Besides the trivia I just mentioned about whales, I’m answering this mostly on intuition, without knowing off the top of my head (nor looking up) the amount of neurons/synapses. Not to imply that moral patienthood is directly linear to amount of neurons/synapses, but I expect that that amount probably matters to my notion of moral patienthood.
I’ll also assume that everyone has a “normal amount of realityfluid” flowing through them (rather than eg being simulated slower, or being fictional, or having “double-thick neurons made of gold” in case that matters).
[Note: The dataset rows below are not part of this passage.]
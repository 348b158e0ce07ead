// ABOUTME: Health check route handler for service monitoring
// ABOUTME: Probes the document store and reports version, environment and store status
//
// SPDX-License-Identifier: MIT OR Apache-2.0
// Copyright (c) 2025 ConvoInsight

//! Health check route
//!
//! `GET /health` answers 200 with `status: ok` while the store responds, and
//! 500 with `status: error` once it does not.

use std::sync::Arc;

use axum::{
    extract::State,
    response::{IntoResponse, Response},
    routing::get,
    Router,
};
use convoinsight_core::constants::endpoints;
use convoinsight_core::envelope::ApiResponse;
use convoinsight_core::errors::AppError;
use serde::Serialize;
use serde_json::json;

use crate::resources::ServerResources;

/// Store section of the health payload
#[derive(Debug, Clone, Serialize)]
pub struct DatabaseHealth {
    /// Backend name
    pub backend: &'static str,
    /// `connected`
    pub status: &'static str,
}

/// The `GET /health` payload
#[derive(Debug, Clone, Serialize)]
pub struct HealthStatus {
    /// `ok`
    pub status: &'static str,
    /// Crate version
    pub version: &'static str,
    /// RFC 3339 time of the check
    pub timestamp: String,
    /// Deployment environment
    pub environment: String,
    /// Store status
    pub database: DatabaseHealth,
}

/// Health routes implementation
pub struct HealthRoutes;

impl HealthRoutes {
    /// Create the health check route
    pub fn routes(resources: Arc<ServerResources>) -> Router {
        Router::new()
            .route(endpoints::HEALTH_CHECK, get(Self::handle_health))
            .with_state(resources)
    }

    async fn handle_health(
        State(resources): State<Arc<ServerResources>>,
    ) -> Result<Response, AppError> {
        let backend = resources.store.backend_info();
        resources.store.ping().await.map_err(|e| {
            AppError::service_unavailable(format!("Health check failed: {}", e.message)).with_data(
                json!({
                    "status": "error",
                    "database": {"backend": backend, "status": "unreachable"}
                }),
            )
        })?;

        Ok(ApiResponse::ok(HealthStatus {
            status: "ok",
            version: env!("CARGO_PKG_VERSION"),
            timestamp: chrono::Utc::now().to_rfc3339(),
            environment: resources.config.environment.to_string(),
            database: DatabaseHealth {
                backend,
                status: "connected",
            },
        })
        .into_response())
    }
}
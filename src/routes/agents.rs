// ABOUTME: Route handlers for agent analytics
// ABOUTME: One agent's performance with a filtered listing, and the ranking of all agents
//
// SPDX-License-Identifier: MIT OR Apache-2.0
// Copyright (c) 2025 ConvoInsight

use std::sync::Arc;

use axum::{
    extract::{rejection::QueryRejection, Path, Query, State},
    response::{IntoResponse, Response},
    routing::get,
    Router,
};
use convoinsight_core::envelope::ApiResponse;
use convoinsight_core::errors::AppError;

use super::query_params;
use crate::query::ListParams;
use crate::resources::ServerResources;
use crate::services::agents;

/// Agent analytics routes
pub struct AgentRoutes;

impl AgentRoutes {
    /// Create all agent routes
    pub fn routes(resources: Arc<ServerResources>) -> Router {
        Router::new()
            .route("/agent/:name", get(Self::handle_agent))
            .route("/agents", get(Self::handle_agents))
            .with_state(resources)
    }

    async fn handle_agent(
        State(resources): State<Arc<ServerResources>>,
        Path(name): Path<String>,
        params: Result<Query<ListParams>, QueryRejection>,
    ) -> Result<Response, AppError> {
        let params = query_params(params)?;
        let page = params.page_request()?;
        let detail = agents::agent_detail(
            resources.store(),
            &resources.scorer(),
            &name,
            &params.filters,
            page,
        )
        .await?;
        Ok(ApiResponse::ok(detail).into_response())
    }

    async fn handle_agents(
        State(resources): State<Arc<ServerResources>>,
    ) -> Result<Response, AppError> {
        let ranking = agents::all_agents(resources.store(), &resources.scorer()).await?;
        Ok(ApiResponse::ok(ranking).into_response())
    }
}
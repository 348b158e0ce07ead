// ABOUTME: Tag co-occurrence counting and per-tag resolution-rate breakdowns
// ABOUTME: Reduces fetched conversations into ranked tag pairs and tag resolution percentages
//
// SPDX-License-Identifier: MIT OR Apache-2.0
// Copyright (c) 2025 ConvoInsight

use std::collections::{BTreeMap, HashMap};

use convoinsight_core::models::Conversation;
use serde::Serialize;

use super::percentage;
use super::resolution::{ResolutionRates, ResolutionTally};

/// An unordered tag pair and how many conversations carry both tags
#[derive(Debug, Clone, PartialEq, Serialize)]
pub struct TagPair {
    /// The two tags, lexicographically ordered
    pub tags: [String; 2],
    /// Conversations carrying both
    pub count: u64,
    /// `count` as a share of all conversations
    pub percentage: f64,
}

/// Count tag pairs across `conversations`
///
/// Tags are deduplicated per conversation, so a conversation contributes at
/// most once to each pair. Pairs are ranked by count descending then by the
/// pair itself, and the first `limit` are returned.
#[must_use]
pub fn co_occurrence(conversations: &[Conversation], limit: usize) -> Vec<TagPair> {
    let total = conversations.len() as u64;
    let mut counts: BTreeMap<(&str, &str), u64> = BTreeMap::new();

    for conversation in conversations {
        let mut tags = conversation.distinct_tags();
        if tags.len() < 2 {
            continue;
        }
        tags.sort_unstable();
        for (i, first) in tags.iter().enumerate() {
            for second in &tags[i + 1..] {
                *counts.entry((*first, *second)).or_default() += 1;
            }
        }
    }

    let mut pairs: Vec<_> = counts.into_iter().collect();
    // BTreeMap iteration already orders pairs ascending; a stable sort keeps that for ties
    pairs.sort_by(|(_, a), (_, b)| b.cmp(a));

    pairs
        .into_iter()
        .take(limit)
        .map(|((first, second), count)| TagPair {
            tags: [first.to_owned(), second.to_owned()],
            count,
            percentage: percentage(count, total),
        })
        .collect()
}

/// Resolution breakdown of the conversations carrying one tag
#[derive(Debug, Clone, PartialEq, Serialize)]
pub struct TagResolutionRate {
    /// The tag
    pub tag: String,
    /// Conversations carrying it
    pub count: u64,
    /// Share per resolution bucket
    #[serde(flatten)]
    pub rates: ResolutionRates,
}

impl TagResolutionRate {
    /// Build the breakdown from a tally
    #[must_use]
    pub fn new(tag: impl Into<String>, tally: &ResolutionTally) -> Self {
        Self {
            tag: tag.into(),
            count: tally.total(),
            rates: tally.rates(),
        }
    }
}

/// Resolution breakdown for each of `tags`, in the order given
///
/// One pass over `conversations`; a tag no conversation carries reports zeros.
#[must_use]
pub fn resolution_rates_by_tag(
    conversations: &[Conversation],
    tags: &[String],
) -> Vec<TagResolutionRate> {
    let mut tallies: HashMap<&str, ResolutionTally> = HashMap::new();
    for conversation in conversations {
        let bucket = conversation.resolution_bucket();
        for tag in conversation.distinct_tags() {
            tallies.entry(tag).or_default().add(bucket);
        }
    }

    tags.iter()
        .map(|tag| {
            let tally = tallies.get(tag.as_str()).copied().unwrap_or_default();
            TagResolutionRate::new(tag.as_str(), &tally)
        })
        .collect()
}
Edit: Thinking about it more, something feels weird here, like these numbers don’t track at all “how many of these would make me press the lever on the trolley problem vs 1 human” — for one, killing a sleeping person is about as bad as killing an awake person because like
the sleeping person is a temporarily-paused-backup for an awake person. I guess I should be thinking about “the universe has budget for one more hour of (good-)experience just before heat death, but it needs to be all same species, how much do I value each?” or something.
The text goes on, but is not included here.